Крыса видел мир, не ограниченный координатами пространства и времени. Париж и Нью-Йорк, Бразилиа и Кейптаун, сегодня, вчера и год назад, одновременно, накладывались друг на друга, не перебивали, не толклись, не забивали сознание. Крыса видел их одновременно, не секунду, не метр пространства вокруг, а сферу мира, единую и неделимую, и себя в ней, маленький атом в мировом океане. Крыса видел мир извне и изнутри, Крыса держал его в ладонях, ощущал в себе распирающим шаром, камнем на плечах силился не уронить. Не испытавший этого не мог понять чувства потери себя, чувства единения себя с миром, щекочущей иллюзии власти над всем сущим, понимания себя, как разума без оболочки телесного, не обременённого ничем. Несущественное тело осталось там, в той ограниченной секунде, в том мизерном пространстве черепной коробки. Крысы не было там, чтобы замечать прикосновения или тратить время на чужие пустые слова, не содержащие вопроса.

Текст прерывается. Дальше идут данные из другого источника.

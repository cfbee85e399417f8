//! Static gateway configuration and its validating builder.

// self
use crate::{_prelude::*, auth::TokenSecret, error::ConfigError, hash::SecretSalt};

/// Default timeout applied to upstream token-endpoint calls.
pub const DEFAULT_UPSTREAM_TIMEOUT: Duration = Duration::seconds(30);

/// Static configuration consumed by the gateway at construction time.
#[derive(Clone, Debug)]
pub struct GatewayConfig {
	/// Logical table/namespace name recorded for the storage backend.
	pub storage_table: String,
	/// Upstream token endpoint URL.
	pub token_endpoint: Url,
	/// Fixed broker identity presented to the upstream endpoint.
	pub broker_client_id: String,
	/// Fixed broker secret presented to the upstream endpoint.
	pub broker_client_secret: TokenSecret,
	/// Keyed-digest salt applied to client secrets and cache keys.
	pub secret_salt: SecretSalt,
	/// Timeout applied to upstream token-endpoint calls.
	pub upstream_timeout: Duration,
}
impl GatewayConfig {
	/// Returns a builder for assembling a validated configuration.
	pub fn builder() -> GatewayConfigBuilder {
		GatewayConfigBuilder::default()
	}
}

/// Builder for [`GatewayConfig`] values.
#[derive(Clone, Debug, Default)]
pub struct GatewayConfigBuilder {
	/// Logical table/namespace name recorded for the storage backend.
	pub storage_table: Option<String>,
	/// Upstream token endpoint URL.
	pub token_endpoint: Option<Url>,
	/// Fixed broker identity presented to the upstream endpoint.
	pub broker_client_id: Option<String>,
	/// Fixed broker secret presented to the upstream endpoint.
	pub broker_client_secret: Option<TokenSecret>,
	/// Keyed-digest salt applied to client secrets and cache keys.
	pub secret_salt: Option<SecretSalt>,
	/// Timeout applied to upstream calls; defaults to [`DEFAULT_UPSTREAM_TIMEOUT`].
	pub upstream_timeout: Option<Duration>,
}
impl GatewayConfigBuilder {
	/// Sets the storage table name.
	pub fn storage_table(mut self, table: impl Into<String>) -> Self {
		self.storage_table = Some(table.into());

		self
	}

	/// Sets the upstream token endpoint.
	pub fn token_endpoint(mut self, url: Url) -> Self {
		self.token_endpoint = Some(url);

		self
	}

	/// Sets the broker client id presented upstream.
	pub fn broker_client_id(mut self, id: impl Into<String>) -> Self {
		self.broker_client_id = Some(id.into());

		self
	}

	/// Sets the broker client secret presented upstream.
	pub fn broker_client_secret(mut self, secret: impl Into<String>) -> Self {
		self.broker_client_secret = Some(TokenSecret::new(secret));

		self
	}

	/// Sets the keyed-digest salt.
	pub fn secret_salt(mut self, salt: impl Into<String>) -> Self {
		self.secret_salt = Some(SecretSalt::new(salt));

		self
	}

	/// Overrides the upstream call timeout.
	pub fn upstream_timeout(mut self, timeout: Duration) -> Self {
		self.upstream_timeout = Some(timeout);

		self
	}

	/// Consumes the builder and validates the resulting configuration.
	pub fn build(self) -> Result<GatewayConfig, ConfigError> {
		let storage_table = self
			.storage_table
			.filter(|table| !table.is_empty())
			.ok_or(ConfigError::EmptyStorageTable)?;
		let token_endpoint = self.token_endpoint.ok_or(ConfigError::MissingTokenEndpoint)?;
		let broker_client_id = self
			.broker_client_id
			.filter(|id| !id.is_empty())
			.ok_or(ConfigError::EmptyBrokerClientId)?;
		let broker_client_secret = self
			.broker_client_secret
			.filter(|secret| !secret.expose().is_empty())
			.ok_or(ConfigError::EmptyBrokerClientSecret)?;
		let secret_salt = self
			.secret_salt
			.filter(|salt| !salt.expose().is_empty())
			.ok_or(ConfigError::EmptySecretSalt)?;
		let upstream_timeout = self.upstream_timeout.unwrap_or(DEFAULT_UPSTREAM_TIMEOUT);

		if !upstream_timeout.is_positive() {
			return Err(ConfigError::NonPositiveTimeout);
		}

		Ok(GatewayConfig {
			storage_table,
			token_endpoint,
			broker_client_id,
			broker_client_secret,
			secret_salt,
			upstream_timeout,
		})
	}
}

– Я вижу… – Крыса поднял голову, будто воспарил над кроватью, пусть это было невозможно, воззрился невидящим взглядом куда-то сквозь стены. – Я вижу… – повторил, вдруг протянув руку к Оливии, сжимая и разжимая кулак. Шорох карандаша достиг его слуха, и Крыса забыл о женщине, тут же протянув руку на звук, сжимая и разжимая пальцы всё чаще, как ребёнок, требующий игрушку. Образ стоял перед глазами, рвался прочь, силясь найти выход. – Четыре, пять, три, один, один, восемь, семь, пять, три, четыре, четыре, восемь, – без малейшего выражения, будто читал с листа, будто робот, диктующий время. Передышка на вдох – и снова те же двенадцать цифр.

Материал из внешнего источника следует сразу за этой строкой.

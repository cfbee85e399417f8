// self
use crate::obs::{RequestOutcome, TokenSource};

/// Records a request outcome via the global metrics recorder (when enabled).
pub fn record_request_outcome(outcome: RequestOutcome) {
	#[cfg(feature = "metrics")]
	{
		metrics::counter!("oauth2_gateway_request_total", "outcome" => outcome.as_str())
			.increment(1);
	}

	#[cfg(not(feature = "metrics"))]
	{
		let _ = outcome;
	}
}

/// Records which lane served an issued token via the global metrics recorder (when enabled).
pub fn record_token_source(source: TokenSource) {
	#[cfg(feature = "metrics")]
	{
		metrics::counter!("oauth2_gateway_token_issued_total", "source" => source.as_str())
			.increment(1);
	}

	#[cfg(not(feature = "metrics"))]
	{
		let _ = source;
	}
}

#[cfg(test)]
mod tests {
	// self
	use super::*;

	#[test]
	fn record_helpers_noop_without_metrics() {
		record_request_outcome(RequestOutcome::Failure);
		record_token_source(TokenSource::Upstream);
	}
}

Замолк, только получив карандаш и бумагу. Даже взгляда на них не опустил, рука будто сама выводила контуры здания, что Крыса ясно видел перед собой. Высокое трехэтажное здание, панорамные окна, ощерившиеся, как пасть, разбитыми стеклами. Остатки вывески, какая-то ободранная реклама на стенах – заброшенный торговый центр. Крыса не мог изобразить надписи, но тщательно обрисовал силуэты. Площадка, залитая разбитым асфальтом, пробивающаяся в трещины трава. Линия горизонта – не случайная попытка изобразить фон, слишком медлил Крыса, рисуя изгиб холмов. Крыжик самолёта в углу листа – Крыса выронил лист и карандаш, забыв про них в тот же момент, как закончил. Качнулся вперёд-назад, мотнул головой – процессор перезагружался, требуя передышки после окончания задачи.

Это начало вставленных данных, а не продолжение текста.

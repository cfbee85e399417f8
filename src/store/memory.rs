//! Thread-safe in-memory [`GatewayStore`] implementation for local development and tests.

// self
use crate::{
	_prelude::*,
	auth::{CachedTokenResponse, ClientAccessToken, ClientId, ClientRecord, ScopeGrant},
	store::{CacheKey, GatewayStore, GrantKey, StoreError, StoreFuture},
};

#[derive(Debug, Default)]
struct State {
	clients: HashMap<ClientId, ClientRecord>,
	grants: BTreeMap<GrantKey, ScopeGrant>,
	cached: HashMap<CacheKey, CachedTokenResponse>,
}

type SharedState = Arc<RwLock<State>>;

/// Thread-safe storage backend that keeps records in-process for tests and demos.
#[derive(Clone, Debug, Default)]
pub struct MemoryStore(SharedState);
impl MemoryStore {
	fn save_client_now(state: SharedState, record: ClientRecord) -> Result<(), StoreError> {
		state.write().clients.insert(record.client_id.clone(), record);

		Ok(())
	}

	fn fetch_client_now(state: SharedState, client_id: ClientId) -> Option<ClientRecord> {
		state.read().clients.get(&client_id).cloned()
	}

	fn fetch_by_credentials_now(
		state: SharedState,
		client_id: ClientId,
		client_secret_hash: String,
	) -> Option<ClientRecord> {
		state
			.read()
			.clients
			.get(&client_id)
			.filter(|record| record.client_secret_hash == client_secret_hash)
			.cloned()
	}

	fn save_client_token_now(
		state: SharedState,
		client_id: ClientId,
		token: ClientAccessToken,
	) -> bool {
		match state.write().clients.get_mut(&client_id) {
			Some(record) => {
				record.access_token = Some(token);

				true
			},
			None => false,
		}
	}

	fn save_scope_grant_now(state: SharedState, grant: ScopeGrant) -> Result<(), StoreError> {
		state.write().grants.insert(GrantKey::of(&grant), grant);

		Ok(())
	}

	fn list_scope_grants_now(state: SharedState, client_id: ClientId) -> Vec<ScopeGrant> {
		state
			.read()
			.grants
			.values()
			.filter(|grant| grant.client_id == client_id)
			.cloned()
			.collect()
	}

	fn fetch_cached_now(
		state: SharedState,
		client_id: ClientId,
		request_hash: String,
		now: OffsetDateTime,
	) -> Option<CachedTokenResponse> {
		state
			.read()
			.cached
			.get(&CacheKey::new(&client_id, &request_hash))
			.filter(|hit| hit.is_live_at(now))
			.cloned()
	}

	fn save_cached_now(state: SharedState, response: CachedTokenResponse) -> Result<(), StoreError> {
		state.write().cached.insert(CacheKey::of(&response), response);

		Ok(())
	}
}
impl GatewayStore for MemoryStore {
	fn save_client(&self, record: ClientRecord) -> StoreFuture<'_, ()> {
		let state = self.0.clone();

		Box::pin(async move { Self::save_client_now(state, record) })
	}

	fn fetch_client<'a>(
		&'a self,
		client_id: &'a ClientId,
	) -> StoreFuture<'a, Option<ClientRecord>> {
		let state = self.0.clone();
		let client_id = client_id.to_owned();

		Box::pin(async move { Ok(Self::fetch_client_now(state, client_id)) })
	}

	fn fetch_client_by_credentials<'a>(
		&'a self,
		client_id: &'a ClientId,
		client_secret_hash: &'a str,
	) -> StoreFuture<'a, Option<ClientRecord>> {
		let state = self.0.clone();
		let client_id = client_id.to_owned();
		let client_secret_hash = client_secret_hash.to_owned();

		Box::pin(async move { Ok(Self::fetch_by_credentials_now(state, client_id, client_secret_hash)) })
	}

	fn save_client_token<'a>(
		&'a self,
		client_id: &'a ClientId,
		token: ClientAccessToken,
	) -> StoreFuture<'a, bool> {
		let state = self.0.clone();
		let client_id = client_id.to_owned();

		Box::pin(async move { Ok(Self::save_client_token_now(state, client_id, token)) })
	}

	fn save_scope_grant(&self, grant: ScopeGrant) -> StoreFuture<'_, ()> {
		let state = self.0.clone();

		Box::pin(async move { Self::save_scope_grant_now(state, grant) })
	}

	fn list_scope_grants<'a>(
		&'a self,
		client_id: &'a ClientId,
	) -> StoreFuture<'a, Vec<ScopeGrant>> {
		let state = self.0.clone();
		let client_id = client_id.to_owned();

		Box::pin(async move { Ok(Self::list_scope_grants_now(state, client_id)) })
	}

	fn fetch_cached_response<'a>(
		&'a self,
		client_id: &'a ClientId,
		request_hash: &'a str,
		now: OffsetDateTime,
	) -> StoreFuture<'a, Option<CachedTokenResponse>> {
		let state = self.0.clone();
		let client_id = client_id.to_owned();
		let request_hash = request_hash.to_owned();

		Box::pin(async move { Ok(Self::fetch_cached_now(state, client_id, request_hash, now)) })
	}

	fn save_cached_response(&self, response: CachedTokenResponse) -> StoreFuture<'_, ()> {
		let state = self.0.clone();

		Box::pin(async move { Self::save_cached_now(state, response) })
	}
}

– Маркус Либеррини… его руководство… июль – ja, август – ja. Маркус Либеррини… September… nein. October… нет. Маркус Либеррини… не видит детей, не знает… Маркус Либеррини не Гатино… не Канада… Е… Европа… sehe nicht.
Крыса покачнулся вновь, едва не упав с койки, и поводил руками перед собой, будто попытался вяло разогнать мух.